2. I really wanted to try a pork belly recipe. The belly is typically the cut used for American bacon, but recently it’s become a popular meat with high end chefs because its sticky fat gives it a richness and texture that can be wonderfully decadent in the right preparation.
3. It seemed like a bit of a project. Not difficult mind you, but full of fussy little steps that reward patience. I was on vacation, and for those of you who know me, you know I’m a sucker for a project.
So, with those three things in mind, I trotted off to C-Mart to buy my ingredients and began my quest!
Pork belly, hoisin, scallions and Kirby cucumbers were acquired with ease, but I ran into my first snag when it came to the ingredients for the bun dough. Chef Chang uses a pretty sweet dough that includes powdered milk. Alas, the only powdered milk I could find (admittedly, not by looking all that hard) was in a gigantic box at Johnny Foodmaster. Since I needed 3 tbsps, this seemed ridiculous. Since Chang said his buns were a variation of traditional mantou dough, I decided to simply make that. It’s a less rich, less sweet dough, but I figured the filling would be intense enough. As a yeast bread, the mantou went through several rises and making the buns was an all day affair.
These little guys freeze pretty well, so I made about fifty buns. They proved to bounce back beautifully after a few minutes being resteamed. They’re a bit bland, as I said, but have a satisfying chewiness from the steaming while remaining tender thanks to the yeast.

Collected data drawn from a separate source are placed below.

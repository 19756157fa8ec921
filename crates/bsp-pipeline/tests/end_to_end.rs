//! Simulated acquisition through configured pipelines

use bsp_core::{
    Biosignal, BiosignalKind, BiosignalSource, BspError, BspResult, SourceOptions, Timeseries,
    TimeseriesFilter,
};
use bsp_pipeline::{Packet, PipelineConfig, PipelineState};
use bsp_simulation::{SignalPattern, SimulatedSource, SimulationConfig};
use std::path::Path;

fn source(channels: &[&str], level: f32) -> SimulatedSource {
    SimulatedSource::new(SimulationConfig {
        channels: channels.iter().map(|c| c.to_string()).collect(),
        pattern: Some(SignalPattern::Constant { level }),
        ..Default::default()
    })
    .unwrap()
}

fn acquire(source: &SimulatedSource, name: &str) -> Biosignal {
    Biosignal::from_source(source, Path::new("session"), BiosignalKind::EDA, &SourceOptions::default())
        .unwrap()
        .with_name(name)
}

fn recordings() -> Vec<Biosignal> {
    vec![
        acquire(&source(&["A1", "A2"], 0.8), "active"),
        acquire(&source(&["B1"], 0.2), "resting"),
    ]
}

#[test]
fn default_selection_keeps_active_channels() {
    let mut pipeline = PipelineConfig::default_selection().build().unwrap();
    pipeline.load(recordings()).unwrap();

    let packet = pipeline.apply_all().unwrap().unwrap().clone();

    let selected = packet.timeseries_map("selected_features").unwrap();
    assert_eq!(selected.keys().collect::<Vec<_>>(), vec!["A1", "A2"]);

    let rms = packet.values("rms").unwrap();
    assert_eq!(rms.len(), 2);
    for value in rms.values() {
        assert!((value - 0.8).abs() < 0.05, "rms {} far from level", value);
    }

    // Seed channels stay available to later consumers
    assert_eq!(packet.timeseries_map(Packet::TIMESERIES_LABEL).unwrap().len(), 3);
    assert_eq!(pipeline.state(), PipelineState::Completed);
}

#[test]
fn stepping_a_json_pipeline() {
    let config = PipelineConfig::from_json(
        r#"{
            "name": "arousal",
            "units": [
                { "type": "feature_selector", "name": "quiet", "rule": { "kind": "mean_below", "threshold": 0.5 } },
                { "type": "segment_summary", "name": "spread", "input_label": "selected_features",
                  "output_label": "spread", "statistic": "peak_to_peak" }
            ]
        }"#,
    )
    .unwrap();
    let mut pipeline = config.build().unwrap();
    pipeline.load(recordings()).unwrap();
    assert!(matches!(pipeline.current_step(), Err(BspError::NotStarted)));

    let first = pipeline.next().unwrap().clone();
    assert_eq!(
        first.timeseries_map("selected_features").unwrap().keys().collect::<Vec<_>>(),
        vec!["B1"]
    );
    assert!(!first.contains("spread"));
    assert_eq!(pipeline.current_step().unwrap(), 1);

    let second = pipeline.next().unwrap().clone();
    assert!(second.values("spread").unwrap()["B1"] > 0.0);
    assert!(second.shares_payload(&first, "selected_features"));

    assert_eq!(pipeline.history().len(), 2);
    assert!(matches!(pipeline.next(), Err(BspError::PipelineCompleted { steps: 2 })));
}

#[test]
fn duplicate_channels_across_biosignals() {
    let mut pipeline = PipelineConfig::default_selection().build().unwrap();
    pipeline
        .load(vec![
            acquire(&source(&["A1"], 0.8), "first"),
            acquire(&source(&["A1"], 0.2), "second"),
        ])
        .unwrap();

    assert_eq!(
        pipeline.apply_all().map(|packet| packet.cloned()),
        Err(BspError::DuplicateChannelLabel { label: "A1".to_string() })
    );
    assert_eq!(pipeline.state(), PipelineState::Built);
    assert!(pipeline.current_packet().is_none());
}

#[test]
fn pipeline_without_biosignals() {
    let mut pipeline = PipelineConfig::default_selection().build().unwrap();
    assert_eq!(pipeline.next().map(|packet| packet.clone()), Err(BspError::NoBiosignalsLoaded));
}

struct Scale(f32);

impl TimeseriesFilter for Scale {
    fn name(&self) -> &str {
        "scale"
    }

    fn apply(&self, input: &Timeseries) -> BspResult<Timeseries> {
        input.map_segments(|segment| Ok(segment.samples().iter().map(|x| x * self.0).collect()))
    }
}

#[test]
fn filtered_biosignal_written_and_read_back() {
    let source = source(&["A1"], 0.8);
    let original = acquire(&source, "raw");
    let scaled = original.filter(&Scale(2.0)).unwrap();
    assert_ne!(scaled.id(), original.id());

    source.write(Path::new("scaled"), &scaled.to_packet_seed()).unwrap();
    let reread = Biosignal::from_source(
        &source,
        Path::new("scaled"),
        BiosignalKind::EDA,
        &SourceOptions::default(),
    )
    .unwrap();

    assert_eq!(reread.channel("A1").unwrap(), scaled.channel("A1").unwrap());
    let mean = reread.channel("A1").unwrap().first_segment().unwrap().stats().mean;
    assert!((mean - 1.6).abs() < 0.05);
}

#[test]
fn located_channels_from_source() {
    let mut options = SourceOptions::default();
    options.body_locations.insert("A1".to_string(), "left wrist".to_string());
    options.body_locations.insert("A2".to_string(), "chest".to_string());
    options.location_filter = Some("wrist".to_string());

    let source = source(&["A1", "A2"], 0.5);
    let biosignal =
        Biosignal::from_source(&source, Path::new("session"), BiosignalKind::EDA, &options).unwrap();

    assert_eq!(biosignal.channel_names().collect::<Vec<_>>(), vec!["A1_left wrist"]);
    assert_eq!(biosignal.source(), Some("Simulated"));
    assert!(biosignal.to_string().contains("Number of Channels: 1"));

    let other: &dyn BiosignalSource = &SimulatedSource::new(SimulationConfig::default()).unwrap();
    let this: &dyn BiosignalSource = &source;
    assert!(this == other);
}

Next I had to prepare the pork belly, or as it seems to be labeled at every Asian grocery, bellie. Chang’s directions are pretty simple but require some precise timing – the pork belly is rubbed with salt and sugar and then left in the refrigerator for no less than 6 and no more than 24 hours to cure. It’s cooked at a high heat for an hour until it’s glazed and crisp-crackling, then for another hour or so to render the fat and collagen into melting tenderness. Pulled from the oven it was gorgeous, amber-brown and fragrant.
Still, having taken up several hours of my day I could not yet make the buns! I sliced the belly into the requisite pieces and shelved the project for one more day.
When I was finally ready to make the sandwiches, a small disaster struck – my cucumbers went bad! The recipe calls for quick salt pickled cucumber slices, but alas, all I had was mush. After days of putting together this recipe, however, I elected to forge ahead and eat them sans pickle. The belly got a quick sear on the frying pan while the buns re-steamed. A smear of hoisin, a sprinkling of scallions, and a squirt of sriracha and my buns were complete! I braised some Napa cabbage for a side and finally sat down to take a bite.
They might not have been perfect or precisely authentic, but they were fantastic! Chewy bread with sweet hoisin and wonderfully salty meat. The hot sauce cut through the richness – I wouldn’t leave it off unless you are truly anti-heat. Despite stretching into a saga that took days to complete, this was a worthy project, and I can’t wait to try more of the recipes!